The Convention defines intangible cultural heritage as “the practices, representations, expressions, knowledge, skills – as well as the instruments, objects, artefacts and cultural spaces associated therewith – that communities, groups and, in some cases, individuals recognize as part of their cultural heritage. This intangible cultural heritage, transmitted from generation to generation, is constantly recreated by communities and groups in response to their environment, their interaction with nature and their history, and provides them with a sense of identity and continuity, thus promoting respect for cultural diversity and human creativity.”
It’s about living heritage
„Intangible heritage is living heritage – knowledge, skills and customs that have an important role in the lives of communities and that are continuously practiced and transmitted. The goal of the inventory is to raise awareness about the diversity and meaning of our living heritage”, Kristiina Porila says. For example eating and baking rye-bread is intangible heritage, too and constitutes a part of our identity.
Cultural heritage has been collected for centuries in Estonia by historians, folklorists and ethnographers. However the starting point of the inventory is different. It relies on the bottom-up initiative and point of view of local communities that have a chance to introduce their own heritage,” stresses Kristiina Porila.
The first entries
The very first entries were made by communities from Hiiumaa island in the west of Estonia and the historical region of Võrumaa in the south-east, where people have consciously been safeguarding their intangible cultural heritage for a long time already. These communities thus make a good role model for others, remarks Kristiina Porila, the Intangible Heritage Specialist of the Folk Culture Centre. The inventory is available in Estonian at www.rahvakultuur.ee/vkpnimistu.

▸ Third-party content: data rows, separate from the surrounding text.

use super::{active, data, SessionEvent, TransferOutcome};
use crate::constants::MAX_LINE_LENGTH;
use crate::core_ftpcommand::command::Command;
use crate::core_ftpcommand::dispatch::execute_command;
use crate::helpers::quote_path;
use crate::reply::Reply;
use crate::session::{ActiveTransfer, DataOpener, Session, TransferMode};
use crate::state::FtpState;
use anyhow::Result;
use log::{debug, info, warn};
use std::sync::Arc;
use std::time::Duration;
use tokio::io::{AsyncReadExt, AsyncWriteExt};
use tokio::net::tcp::OwnedWriteHalf;
use tokio::net::TcpStream;
use tokio::sync::{mpsc, oneshot};
use tokio::time::{sleep_until, Instant};

/// Drives one control connection from accept to close.
///
/// The task serializes four event sources: control-socket bytes, its own
/// command execution, data-connection reports, and passive-pool socket
/// arrivals. The session is owned here and mutated nowhere else.
pub async fn run(stream: TcpStream, state: Arc<FtpState>) -> Result<()> {
    let remote = stream.peer_addr()?;
    let (mut reader, mut writer) = stream.into_split();

    if state.suspended() {
        let reply = Reply::new(421, "Service not available, closing control connection.");
        writer.write_all(reply.serialize().as_bytes()).await?;
        writer.flush().await?;
        info!("Refused connection from {} while suspended", remote);
        return Ok(());
    }

    let id = state.registry.register(remote);
    let mut session = Session::new(id, remote, state.config.server.guest);
    info!("Session {} connected from {}", id, remote);

    let (events_tx, mut events_rx) = mpsc::channel::<SessionEvent>(16);

    let result = drive(
        &state,
        &mut session,
        &events_tx,
        &mut events_rx,
        &mut reader,
        &mut writer,
    )
    .await;

    // Closing drops the abort sender of any in-flight pump, which makes
    // the pump abort, and frees any pending passive reservation.
    state.pasv.cancel(id);
    state.registry.unregister(id);
    info!(
        "Session {} from {} closed ({} bytes up, {} bytes down, connected {})",
        id,
        session.remote,
        session.uploaded_bytes,
        session.downloaded_bytes,
        session.created_at.format("%Y-%m-%d %H:%M:%S")
    );
    result
}

async fn drive(
    state: &Arc<FtpState>,
    session: &mut Session,
    events_tx: &mpsc::Sender<SessionEvent>,
    events_rx: &mut mpsc::Receiver<SessionEvent>,
    reader: &mut tokio::net::tcp::OwnedReadHalf,
    writer: &mut OwnedWriteHalf,
) -> Result<()> {
    let welcome = Reply::new(
        220,
        format!("{} FTP server ready.", state.config.server.hostname),
    );
    write_reply_chain(writer, &welcome).await?;

    let timeout = Duration::from_secs(state.config.timeout_secs());
    let mut deadline = Instant::now() + timeout;
    let mut buffer: Vec<u8> = Vec::new();
    let mut chunk = [0u8; 1024];

    loop {
        // Run every buffered line the interrupt gate lets through. Each
        // reply is written and flushed before the next line is taken, so
        // one command is in flight at a time.
        loop {
            if session.poisoned && session.transfer_idle() {
                return Ok(());
            }
            let Some(line) = take_allowed_line(&mut buffer, session.interrupted) else {
                break;
            };
            deadline = Instant::now() + timeout;
            let cmd = Command::parse(&line);
            debug!("Session {} command: {}", session.id, cmd.raw_verb);
            let reply = execute_command(state, session, events_tx, &cmd).await;
            let wrote = write_reply_chain(writer, &reply).await?;
            if wrote {
                if reply_chain_has_preliminary(&reply) {
                    session.interrupted = true;
                }
                if let Some(verb) = cmd.verb {
                    if verb.is_interrupt() && verb.clears_interrupt() && session.interrupted {
                        session.interrupted = false;
                    }
                }
            }
            maybe_start_transfer(state, session, events_tx);
        }

        if session.poisoned && session.transfer_idle() {
            return Ok(());
        }

        tokio::select! {
            read = reader.read(&mut chunk) => {
                let n = read?;
                if n == 0 {
                    debug!("Session {} peer closed the control connection", session.id);
                    return Ok(());
                }
                buffer.extend_from_slice(&chunk[..n]);
                if line_overflows(&buffer) {
                    warn!("Session {} exceeded the line cap", session.id);
                    let reply = Reply::new(500, "Line too long.");
                    write_reply_chain(writer, &reply).await?;
                    return Ok(());
                }
            }
            event = events_rx.recv() => {
                // recv() cannot yield None while we hold a sender.
                if let Some(event) = event {
                    deadline = Instant::now() + timeout;
                    handle_event(state, session, events_tx, writer, event).await?;
                }
            }
            _ = sleep_until(deadline) => {
                warn!("Session {} idle timeout", session.id);
                let reply = Reply::new(421, "Timeout.");
                let _ = write_reply_chain(writer, &reply).await;
                return Ok(());
            }
        }
    }
}

/// Extracts the first complete line if the interrupt gate allows it.
/// While a transfer is outstanding only ABOR/STAT/QUIT come through;
/// everything else stays buffered for later.
fn take_allowed_line(buffer: &mut Vec<u8>, interrupted: bool) -> Option<String> {
    let idx = buffer.iter().position(|&b| b == b'\n')?;
    let mut end = idx;
    if end > 0 && buffer[end - 1] == b'\r' {
        end -= 1;
    }
    let line = String::from_utf8_lossy(&buffer[..end]).into_owned();
    if interrupted {
        let cmd = Command::parse(&line);
        if !cmd.verb.map(|v| v.is_interrupt()).unwrap_or(false) {
            return None;
        }
    }
    buffer.drain(..=idx);
    Some(line)
}

/// A line (terminated or not) longer than the cap means the client is
/// misbehaving; the connection is closed after a 500.
fn line_overflows(buffer: &[u8]) -> bool {
    match buffer.iter().position(|&b| b == b'\n') {
        Some(idx) => idx > MAX_LINE_LENGTH,
        None => buffer.len() > MAX_LINE_LENGTH,
    }
}

/// Writes a reply chain to the socket and flushes it into the OS buffer.
/// The flush is the ordering hand-off: nothing that must follow this
/// reply (a data pump, the next command) starts before it returns.
/// Returns whether anything was actually written.
async fn write_reply_chain(writer: &mut OwnedWriteHalf, reply: &Reply) -> Result<bool> {
    if reply.noop {
        return Ok(false);
    }
    let mut current = Some(reply);
    while let Some(r) = current {
        writer.write_all(r.serialize().as_bytes()).await?;
        current = r.next.as_deref();
    }
    writer.flush().await?;
    Ok(true)
}

fn reply_chain_has_preliminary(reply: &Reply) -> bool {
    let mut current = Some(reply);
    while let Some(r) = current {
        if r.is_preliminary() {
            return true;
        }
        current = r.next.as_deref();
    }
    false
}

/// Couples an armed transfer with its data socket. For active mode the
/// dial starts here, strictly after the preliminary reply was flushed;
/// for passive mode the socket may already be parked on the session.
fn maybe_start_transfer(
    state: &Arc<FtpState>,
    session: &mut Session,
    events_tx: &mpsc::Sender<SessionEvent>,
) {
    if session.pending.is_none() {
        return;
    }
    if session.data_socket.is_some() {
        start_pump(state, session, events_tx);
        return;
    }
    if let Some(DataOpener::Active(addr)) = session.opener {
        let pending = session.pending.as_mut().unwrap();
        if !pending.dialing {
            pending.dialing = true;
            active::spawn_dial(session.id, addr, events_tx.clone());
        }
    }
}

fn start_pump(
    state: &Arc<FtpState>,
    session: &mut Session,
    events_tx: &mpsc::Sender<SessionEvent>,
) {
    let pending = match session.pending.take() {
        Some(pending) => pending,
        None => return,
    };
    let socket = match session.data_socket.take() {
        Some(socket) => socket,
        None => {
            session.pending = Some(pending);
            return;
        }
    };
    let (abort_tx, abort_rx) = oneshot::channel();
    session.opener = None;
    session.data_conn = Some(ActiveTransfer {
        mode: pending.mode,
        filename: pending.filename.clone(),
        abort: Some(abort_tx),
    });
    data::spawn_transfer(
        session.id,
        socket,
        pending.channel,
        pending.mode,
        abort_rx,
        events_tx.clone(),
        Arc::clone(&state.registry),
    );
}

async fn handle_event(
    state: &Arc<FtpState>,
    session: &mut Session,
    events_tx: &mpsc::Sender<SessionEvent>,
    writer: &mut OwnedWriteHalf,
    event: SessionEvent,
) -> Result<()> {
    match event {
        SessionEvent::DataSocket(stream) => {
            if session.pending.is_some() {
                session.data_socket = Some(stream);
                start_pump(state, session, events_tx);
            } else if matches!(session.opener, Some(DataOpener::Passive)) {
                // Client connected right after PASV; park the socket
                // until a transfer command arms a channel.
                session.data_socket = Some(stream);
            } else {
                debug!(
                    "Session {} dropping data socket with no transfer armed",
                    session.id
                );
            }
        }
        SessionEvent::DialFailed(e) => {
            warn!("Session {} active dial failed: {}", session.id, e);
            session.clear_data_state();
            let reply = Reply::new(426, "Connection closed, transfer failed.");
            write_reply_chain(writer, &reply).await?;
            session.interrupted = false;
        }
        SessionEvent::TransferDone { outcome, bytes } => {
            let (mode, filename) = match session.data_conn.take() {
                Some(active) => (active.mode, active.filename),
                None => (TransferMode::List, String::new()),
            };
            if mode.is_upload() {
                session.uploaded_bytes += bytes;
            } else {
                session.downloaded_bytes += bytes;
            }
            // Data fields are gone before the outcome reply goes out.
            session.clear_data_state();
            let reply = match outcome {
                TransferOutcome::Success => Reply::new(
                    226,
                    format!("Transfer completed for \"{}\".", quote_path(&filename)),
                ),
                TransferOutcome::Failed => {
                    Reply::new(426, "Connection closed, transfer failed.")
                }
                TransferOutcome::Aborted => {
                    Reply::new(426, "Connection closed, transfer aborted.")
                        .followed_by(Reply::new(226, "Abort command successful."))
                }
            };
            write_reply_chain(writer, &reply).await?;
            session.interrupted = false;
        }
    }
    Ok(())
}
use std::fmt;

/// A numeric FTP reply plus its text, serialized per RFC 959.
///
/// Replies are plain values: command handlers build them, the control
/// connection serializes them onto the socket. A reply may chain a `next`
/// reply (a final reply following a preliminary one), and a `noop` reply
/// is consumed by the write loop without ever reaching the wire.
#[derive(Debug, Clone, PartialEq)]
pub struct Reply {
    pub code: u16,
    pub text: String,
    pub noop: bool,
    pub next: Option<Box<Reply>>,
}

impl Reply {
    pub fn new(code: u16, text: impl Into<String>) -> Self {
        Reply {
            code,
            text: text.into(),
            noop: false,
            next: None,
        }
    }

    /// A reply that is accounted for but never written to the socket.
    pub fn none() -> Self {
        Reply {
            code: 0,
            text: String::new(),
            noop: true,
            next: None,
        }
    }

    /// Chain a final reply after this one.
    pub fn followed_by(mut self, next: Reply) -> Self {
        self.next = Some(Box::new(next));
        self
    }

    pub fn is_preliminary(&self) -> bool {
        (100..200).contains(&self.code)
    }

    /// Serialize this reply (not its chain) into wire format.
    ///
    /// Empty text yields `"<code>\r\n"`. Single-line text yields
    /// `"<code> <text>\r\n"`. Multi-line text yields the RFC 959 block
    /// format: `"<code>-<first>"`, continuation lines indented with a
    /// space, and `"<code> <last>"` closing the block. Lines are trimmed.
    pub fn serialize(&self) -> String {
        if self.text.is_empty() {
            return format!("{}\r\n", self.code);
        }
        let lines: Vec<&str> = self.text.split('\n').map(str::trim).collect();
        if lines.len() == 1 {
            return format!("{} {}\r\n", self.code, lines[0]);
        }
        let mut out = String::new();
        let last = lines.len() - 1;
        for (i, line) in lines.iter().enumerate() {
            if i == 0 {
                out.push_str(&format!("{}-{}\r\n", self.code, line));
            } else if i == last {
                out.push_str(&format!("{} {}\r\n", self.code, line));
            } else {
                out.push_str(&format!(" {}\r\n", line));
            }
        }
        out
    }
}

impl fmt::Display for Reply {
    fn fmt(&self, f: &mut fmt::Formatter<'_>) -> fmt::Result {
        write!(f, "{} {}", self.code, self.text.replace('\n', " / "))
    }
}
mod core_auth;

pub use core_auth::{PasswdEntry, PasswdFileStore, UserStore};
pub mod ascii;

use crate::core_fs::{FsReader, FsWriter};
use crate::session::{Session, TransferType};
use ascii::AsciiFilter;
use std::sync::Arc;

/// A byte-stream transform sitting between the filesystem and the data
/// connection. Filters that change the byte count (ASCII line-ending
/// translation does) veto REST/APPE/SIZE.
pub trait DataFilter: Send + Sync {
    fn name(&self) -> &'static str;

    fn modifies_data_length(&self) -> bool;

    fn wrap_read(&self, inner: FsReader) -> FsReader;

    fn wrap_write(&self, inner: FsWriter) -> FsWriter;
}

/// Decides which filters apply to a session and wraps channels with them.
pub struct FilterApplicator {
    ascii: Arc<dyn DataFilter>,
}

impl FilterApplicator {
    pub fn new() -> Self {
        Self {
            ascii: Arc::new(AsciiFilter),
        }
    }

    pub fn filters(&self, session: &Session) -> Vec<Arc<dyn DataFilter>> {
        match session.transfer_type {
            TransferType::Ascii => vec![Arc::clone(&self.ascii)],
            TransferType::Image => Vec::new(),
        }
    }

    /// True when any active filter may change the transferred byte count.
    pub fn modifies_length(&self, session: &Session) -> bool {
        self.filters(session)
            .iter()
            .any(|f| f.modifies_data_length())
    }

    pub fn apply_read(&self, session: &Session, mut reader: FsReader) -> FsReader {
        for filter in self.filters(session) {
            reader = filter.wrap_read(reader);
        }
        reader
    }

    pub fn apply_write(&self, session: &Session, mut writer: FsWriter) -> FsWriter {
        for filter in self.filters(session) {
            writer = filter.wrap_write(writer);
        }
        writer
    }
}

impl Default for FilterApplicator {
    fn default() -> Self {
        Self::new()
    }
}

The texts, photos and videos on the webpage of the inventory give us a chance to get to know various elements of the intangible heritage of the above-mentioned communities. We learn about handy-crafts and foodways of the Hiiumaa community: about the way they use and make rocking chairs, pullcarts, traditional jewellery or laces, about homebrewed beer and a special soup. But the most important thing to remember about the people from Hiiumaa, and the most difficult one to capture and to safeguard, is their distinct witty sense of humour.
A distinctive feature of the Võru community is their langue, currently spoken by some 50 000 people. Some newspapers and books are published in this language and in the region children can take Võro-language classes at school. As we see in the inventory people from historical Võrumaa also proudly safeguard their knowledge and customs related to the smoke sauna (a sauna without a chimney) as well as playing and handcrafting the Estonian diatonic accordion.
Training courses raise awareness about intangible heritage and the inventory
Needless to say the inventory welcomes new entries from all over Estonia. Many communities in Estonia have been actively involved in safeguarding their intangible heritage for many years, Kristiina Porila points out, and are therefore eager to participate in the training courses organised by the Folk Culture Centre. “We want to encourage people to notice, cherish and safeguard the knowledge, skills and customs that form their intangible heritage. Our aim is to draw their attention to the importance of these intangible ties that give us a sense of belonging and continuity in a world that is rapidly changing.” The participants also learn to conduct a small scale research in order to compile future entries for the inventory. Furthermore, during the courses likeminded people from different parts of the country have a chance to discuss and exchange experiences, to learn form each other.
The Representative List of the Intangible Cultural Heritage of Humanity
Many interesting traditions and skills of intangible cultural heritage from the Baltic countries have been inscribed on the international Representative List.
Some well-known examples:
The Baltic Song and Dance Celebrations. Inscribed in 2008 on the Representative List of the Intangible Cultural Heritage of Humanity (originally proclaimed in 2003) Both a repository and a showcase for the region’s tradition of performing folk art, this cultural expression culminates in large-scale festivals every fifth year in Estonia and Latvia and every fourth year in Lithuania. These grand events, held over several days, assemble as many as 40,000 singers and dancers. For the most part, the participants belong to amateur choirs and dance groups.
The Kihnu Cultural Space. Inscribed in 2008 on the Representative List of the Intangible Cultural Heritage of Humanity (originally proclaimed in 2003) The small islands of Kihnu and Manija are home to a community of 600 people whose cultural expressions and agricultural traditions have been kept alive over the centuries largely through the island’s female population.
Seto Leelo (Seto polyphonic singing tradition). Inscribed in 2009 on the Representative List of the Intangible Cultural Heritage of Humanity. For the Seto community living in South-Eastern Estonia and the Pechory district of the Russian Federation, the tradition of leelo, an ancient polyphonic singing tradition, is a cornerstone of their contemporary identity.